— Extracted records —

#![doc = include_str!("../README.md")]
#![cfg_attr(docsrs, feature(doc_cfg))]
#![no_std]

// -----------------------------------------------------------------------------
// no_std support

#[cfg(feature = "std")]
extern crate std;

extern crate alloc;

// -----------------------------------------------------------------------------
// Modules

mod element;
mod kind;
mod map;
mod serde;
mod value;

// -----------------------------------------------------------------------------
// Top-Level exports

pub use element::Element;
pub use kind::Kind;
pub use map::Map;
pub use value::Value;
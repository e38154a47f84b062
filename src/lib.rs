#![doc = include_str!("../README.md")]
#![cfg_attr(docsrs, feature(doc_cfg))]
#![no_std]

pub use rp_document as document;
pub use rp_represent as represent;
pub use rp_utils as utils;
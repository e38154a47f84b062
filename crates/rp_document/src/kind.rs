use core::fmt;

/// The kind of a [`Value`](crate::Value).
///
/// Its display form is what error messages show as the "got" part,
/// e.g. `expected enumerable, got null`.
///
/// ```
/// use rp_document::{Kind, Value};
///
/// assert_eq!(Value::Nil.kind(), Kind::Nil);
/// assert_eq!(Kind::Text.to_string(), "text");
/// ```
#[derive(Clone, Copy, Debug, PartialEq, Eq, Hash)]
pub enum Kind {
    Nil,
    Bool,
    Int,
    Float,
    Text,
    List,
    Map,
    Node,
}

impl Kind {
    /// Returns the lowercase name of this kind.
    pub const fn as_str(self) -> &'static str {
        match self {
            Kind::Nil => "null",
            Kind::Bool => "bool",
            Kind::Int => "integer",
            Kind::Float => "float",
            Kind::Text => "text",
            Kind::List => "list",
            Kind::Map => "map",
            Kind::Node => "node",
        }
    }
}

impl fmt::Display for Kind {
    #[inline]
    fn fmt(&self, f: &mut fmt::Formatter<'_>) -> fmt::Result {
        f.write_str(self.as_str())
    }
}
//! Provide hash containers, re-exports *hashbrown* and *foldhash*.

// -----------------------------------------------------------------------------
// Modules

mod hasher;

// -----------------------------------------------------------------------------
// Exports

pub use hasher::{FixedHashState, FixedHasher};

/// A [`hashbrown::HashMap`] using [`FixedHashState`] as the default hashing provider.
///
/// # Examples
///
/// ```
/// use rp_utils::hash::HashMap;
///
/// let mut map: HashMap<&str, i32> = HashMap::default();
/// map.insert("a", 1);
///
/// assert_eq!(map.get("a"), Some(&1));
/// ```
pub type HashMap<K, V, S = FixedHashState> = hashbrown::HashMap<K, V, S>;

/// A [`hashbrown::HashSet`] using [`FixedHashState`] as the default hashing provider.
pub type HashSet<T, S = FixedHashState> = hashbrown::HashSet<T, S>;

/// Re-export of [`hashbrown::HashTable`], for containers that keep their own
/// storage and only need a hash index into it.
pub use hashbrown::HashTable;

// -----------------------------------------------------------------------------
// Re-export crates

pub use foldhash;
pub use hashbrown;
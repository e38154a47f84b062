use alloc::string::String;
use alloc::vec::Vec;

// -----------------------------------------------------------------------------
// Element

/// A markup node: a name, attributes, optional text and child elements.
///
/// Attributes and children keep insertion order. Mixed content is not
/// modelled; an element carries at most one text run.
///
/// # Examples
///
/// ```
/// use rp_document::Element;
///
/// let band = Element::new("band")
///     .with_attribute("id", "1")
///     .with_child(Element::new("name").with_text("Nofx"));
///
/// assert_eq!(band.attribute("id"), Some("1"));
/// assert_eq!(band.child("name").and_then(Element::text), Some("Nofx"));
/// ```
#[derive(Clone, Debug, Default, PartialEq)]
pub struct Element {
    name: String,
    attributes: Vec<(String, String)>,
    text: Option<String>,
    children: Vec<Element>,
}

impl Element {
    #[inline]
    pub fn new(name: impl Into<String>) -> Self {
        Self {
            name: name.into(),
            attributes: Vec::new(),
            text: None,
            children: Vec::new(),
        }
    }

    #[inline]
    pub fn name(&self) -> &str {
        &self.name
    }

    #[inline]
    pub fn set_name(&mut self, name: impl Into<String>) {
        self.name = name.into();
    }

    #[inline]
    pub fn text(&self) -> Option<&str> {
        self.text.as_deref()
    }

    #[inline]
    pub fn set_text(&mut self, text: impl Into<String>) {
        self.text = Some(text.into());
    }

    #[inline]
    pub fn with_text(mut self, text: impl Into<String>) -> Self {
        self.set_text(text);
        self
    }

    pub fn attribute(&self, name: &str) -> Option<&str> {
        self.attributes
            .iter()
            .find(|(k, _)| k == name)
            .map(|(_, v)| v.as_str())
    }

    /// Sets an attribute, replacing an existing one with the same name.
    pub fn set_attribute(&mut self, name: impl Into<String>, value: impl Into<String>) {
        let name = name.into();
        let value = value.into();
        match self.attributes.iter_mut().find(|(k, _)| *k == name) {
            Some(slot) => slot.1 = value,
            None => self.attributes.push((name, value)),
        }
    }

    #[inline]
    pub fn with_attribute(mut self, name: impl Into<String>, value: impl Into<String>) -> Self {
        self.set_attribute(name, value);
        self
    }

    pub fn attributes(&self) -> impl ExactSizeIterator<Item = (&str, &str)> {
        self.attributes
            .iter()
            .map(|(k, v)| (k.as_str(), v.as_str()))
    }

    #[inline]
    pub fn children(&self) -> &[Element] {
        &self.children
    }

    /// Returns the first child with the given name.
    pub fn child(&self, name: &str) -> Option<&Element> {
        self.children.iter().find(|c| c.name == name)
    }

    /// Returns every child with the given name, in document order.
    pub fn children_named<'a>(&'a self, name: &'a str) -> impl Iterator<Item = &'a Element> + 'a {
        self.children.iter().filter(move |c| c.name == name)
    }

    /// Returns the first child with the given name, appending an empty one if there is none.
    pub fn child_or_insert(&mut self, name: &str) -> &mut Element {
        let index = match self.children.iter().position(|c| c.name == name) {
            Some(index) => index,
            None => {
                self.children.push(Element::new(name));
                self.children.len() - 1
            }
        };
        &mut self.children[index]
    }

    #[inline]
    pub fn push_child(&mut self, child: Element) {
        self.children.push(child);
    }

    #[inline]
    pub fn with_child(mut self, child: Element) -> Self {
        self.children.push(child);
        self
    }

    /// Returns `true` if the element has no attributes, text or children.
    pub fn is_empty(&self) -> bool {
        self.attributes.is_empty() && self.text.is_none() && self.children.is_empty()
    }
}
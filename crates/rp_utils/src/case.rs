//! Identifier case conversion.
//!
//! Type names are written in `UpperCamelCase` and property names in
//! `snake_case`; documents often want something else.
//!
//! ```
//! use rp_utils::case;
//!
//! assert_eq!(case::snake_case("HardcoreBand"), "hardcore_band");
//! assert_eq!(case::lower_camel_case("song_name"), "songName");
//! ```

use alloc::string::String;

/// Returns the last segment of a `::` separated path.
///
/// ```
/// assert_eq!(rp_utils::case::last_segment("::music::HardcoreBand"), "HardcoreBand");
/// assert_eq!(rp_utils::case::last_segment("Band"), "Band");
/// ```
#[inline]
pub fn last_segment(path: &str) -> &str {
    match path.rfind("::") {
        Some(index) => &path[index + 2..],
        None => path,
    }
}

/// Converts `UpperCamelCase` (or `lowerCamelCase`) to `snake_case`.
///
/// Runs of capitals are treated as one word, so `HTTPClient` becomes
/// `http_client`. Existing underscores are kept.
pub fn snake_case(ident: &str) -> String {
    let chars: alloc::vec::Vec<char> = ident.chars().collect();
    let mut out = String::with_capacity(ident.len() + 4);

    for (index, &ch) in chars.iter().enumerate() {
        if ch.is_uppercase() {
            if index > 0 && !out.ends_with('_') {
                let prev = chars[index - 1];
                let next_is_lower = chars.get(index + 1).is_some_and(|c| c.is_lowercase());
                if prev.is_lowercase() || prev.is_ascii_digit() || (prev.is_uppercase() && next_is_lower)
                {
                    out.push('_');
                }
            }
            out.extend(ch.to_lowercase());
        } else {
            out.push(ch);
        }
    }

    out
}

/// Converts `snake_case` to `lowerCamelCase`.
pub fn lower_camel_case(ident: &str) -> String {
    let mut out = String::with_capacity(ident.len());
    let mut upper_next = false;

    for ch in ident.chars() {
        if ch == '_' {
            // Leading underscores are dropped.
            upper_next = !out.is_empty();
        } else if upper_next {
            out.extend(ch.to_uppercase());
            upper_next = false;
        } else {
            out.push(ch);
        }
    }

    out
}
//! # Simulator
//!
//! The override direction: lays a plan's requirements over a reported
//! device so the result reports at least what the plan declares. Every
//! substitution the real target does not back is surfaced as a warning and
//! never blocks the override.
//!
//! - The baseline version and extension spec versions are raised.
//! - Features, properties and formats take the declared values, except for
//!   members the registry marks as not modifiable.
//! - Queue families are replaced by the carry-over assignment when one
//!   exists.
//! - Video profiles: reported instances take the resolved declarations.
//!   Instances the target does not report are synthesized only from a
//!   complete declaration, and only when the configuration allows it.

use devcap_core::diagnostic::child_path;
use devcap_core::{Diagnostic, Value};
use devcap_profile::{
    ActualVideoProfile, CapabilityBlock, DeviceCapabilities, EvaluationPlan, StructValues,
    VideoProfileInstance,
};
use devcap_registry::Registry;

use crate::config::EvaluatorConfig;
use crate::evaluator::Verdict;
use crate::merge::BlockMerger;
use crate::queue;
use crate::video::{Resolution, VideoResolver};
use crate::walker::FieldWalker;

/// A simulated device and everything worth telling about it.
#[derive(Debug, Clone, PartialEq)]
pub struct Simulation {
    pub device: DeviceCapabilities,
    pub diagnostics: Vec<Diagnostic>,
}

#[derive(Debug, Clone)]
pub struct Simulator<'r> {
    registry: &'r Registry,
    config: EvaluatorConfig,
}

impl<'r> Simulator<'r> {
    pub fn new(registry: &'r Registry, config: EvaluatorConfig) -> Self {
        Self { registry, config }
    }

    /// Simulate `plan` on top of `device`.
    ///
    /// Slots of alternatives contribute the alternative `verdict` selected,
    /// or their first alternative without one.
    pub fn simulate(
        &self,
        plan: &EvaluationPlan,
        device: &DeviceCapabilities,
        verdict: Option<&Verdict>,
    ) -> Simulation {
        let merged = BlockMerger::new(self.registry, self.config.merge_policy).merge_plan(plan, verdict);
        let mut diagnostics = merged.diagnostics;
        let block = merged.block;
        let mut out = device.clone();

        if out.api_version < plan.api_version {
            diagnostics.push(
                Diagnostic::warning(
                    "api_version",
                    Some(Value::Str(plan.api_version.to_string())),
                    Some(Value::Str(out.api_version.to_string())),
                )
                .with_note("baseline version raised"),
            );
            out.api_version = plan.api_version;
        }

        self.extensions(&block, &mut out, &mut diagnostics);
        self.structs(&block, &mut out, &mut diagnostics);
        self.queue_families(&block, &mut out, &mut diagnostics);
        self.video_profiles(&block, device, &mut out, &mut diagnostics);

        tracing::info!(
            profile = %plan.root,
            warnings = diagnostics.len(),
            video_profiles = out.video_profiles.len(),
            "simulated device"
        );
        Simulation {
            device: out,
            diagnostics,
        }
    }

    fn extensions(&self, block: &CapabilityBlock, out: &mut DeviceCapabilities, diagnostics: &mut Vec<Diagnostic>) {
        for (name, &version) in &block.extensions {
            let reported = out.extensions.get(name).copied();
            if reported.is_some_and(|v| v >= version) {
                continue;
            }
            diagnostics.push(
                Diagnostic::warning(
                    child_path("extensions", name),
                    Some(Value::Uint(u64::from(version))),
                    reported.map(|v| Value::Uint(u64::from(v))),
                )
                .with_note("extension not backed by the target"),
            );
            out.extensions.insert(name.clone(), version);
        }
    }

    fn structs(&self, block: &CapabilityBlock, out: &mut DeviceCapabilities, diagnostics: &mut Vec<Diagnostic>) {
        let walker = FieldWalker::new(self.registry);

        let (features, found) = walker.override_values("features", &out.features, &block.features);
        out.features = features;
        diagnostics.extend(found);

        let (properties, found) = walker.override_values("properties", &out.properties, &block.properties);
        out.properties = properties;
        diagnostics.extend(found);

        for (format, declared) in &block.formats {
            let reported = out.formats.get(format).cloned().unwrap_or_default();
            let (values, found) =
                walker.override_values(&child_path("formats", format), &reported, declared);
            out.formats.insert(format.clone(), values);
            diagnostics.extend(found);
        }
    }

    fn queue_families(&self, block: &CapabilityBlock, out: &mut DeviceCapabilities, diagnostics: &mut Vec<Diagnostic>) {
        if block.queue_families.is_empty() {
            return;
        }
        let walker = FieldWalker::new(self.registry);
        match queue::assign(
            &walker,
            "queueFamiliesProperties",
            &block.queue_families,
            &out.queue_families,
            self.config.max_queue_family_search,
        ) {
            Ok(assignment) => out.queue_families = assignment.families,
            Err(found) => diagnostics.extend(
                found
                    .into_iter()
                    .map(|d| d.into_warning().with_note("queue families left as reported")),
            ),
        }
    }

    fn video_profiles(
        &self,
        block: &CapabilityBlock,
        device: &DeviceCapabilities,
        out: &mut DeviceCapabilities,
        diagnostics: &mut Vec<Diagnostic>,
    ) {
        if block.video_profiles.is_empty() {
            return;
        }
        let walker = FieldWalker::new(self.registry);
        let resolver = VideoResolver::new(walker);
        let candidates: Vec<VideoProfileInstance> = if self.config.synthesize_video_profiles {
            resolver.candidate_instances(&device.video_profiles)
        } else {
            device.video_profiles.iter().map(|p| p.instance.clone()).collect()
        };

        for instance in candidates {
            let at = format!("videoProfiles{instance}");
            let resolution = resolver.resolve(&at, &instance, &block.video_profiles);
            if !resolution.is_selected() {
                continue;
            }
            if !resolution.conflicts.is_empty() {
                tracing::debug!(instance = %instance, "conflicting video declarations; leaving the profile alone");
                diagnostics.extend(resolution.conflicts.iter().cloned().map(|c| {
                    Diagnostic::from(c).with_note("video profile neither overridden nor synthesized")
                }));
                continue;
            }

            if let Some(reported) = out.video_profiles.iter_mut().find(|p| p.instance == instance) {
                let (capabilities, found) = walker.override_values(
                    &child_path(&at, "capabilities"),
                    &reported.capabilities,
                    &resolution.capabilities,
                );
                reported.capabilities = capabilities;
                diagnostics.extend(found);
                reported.formats = overlay_formats(&resolver, &reported.formats, &resolution);
            } else if resolution.complete {
                diagnostics.push(
                    Diagnostic::warning(at, None, None)
                        .with_note("video profile not reported; synthesized from a complete declaration"),
                );
                out.video_profiles.push(ActualVideoProfile {
                    instance,
                    formats: resolution.all_formats(),
                    capabilities: resolution.capabilities,
                });
            } else {
                tracing::debug!(instance = %instance, "only partial declarations; not synthesizing");
                diagnostics.push(
                    Diagnostic::warning(at, None, None)
                        .with_note("video profile not reported and only partially declared; not synthesized"),
                );
            }
        }
    }
}

/// Reported formats with the declared ones laid over them by format key;
/// declared formats the target does not report are appended.
fn overlay_formats(
    resolver: &VideoResolver<'_>,
    reported: &[StructValues],
    resolution: &Resolution,
) -> Vec<StructValues> {
    let mut out = reported.to_vec();
    for declared in resolution.all_formats() {
        let key = resolver.format_key(&declared);
        let existing = key
            .as_ref()
            .and_then(|k| out.iter_mut().find(|f| resolver.format_key(f).as_ref() == Some(k)));
        match existing {
            Some(entry) => *entry = crate::walker::overlay(entry, &declared),
            None => out.push(declared),
        }
    }
    out
}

— WHAT THIS TASK INVOLVES —
Each line of the entries where the string "extensions" occurs should be shown.

— RESPONSE AREA —
        self.extensions(&block, &mut out, &mut diagnostics);
    fn extensions(&self, block: &CapabilityBlock, out: &mut DeviceCapabilities, diagnostics: &mut Vec<Diagnostic>) {
        for (name, &version) in &block.extensions {
            let reported = out.extensions.get(name).copied();
                    child_path("extensions", name),
            out.extensions.insert(name.clone(), version);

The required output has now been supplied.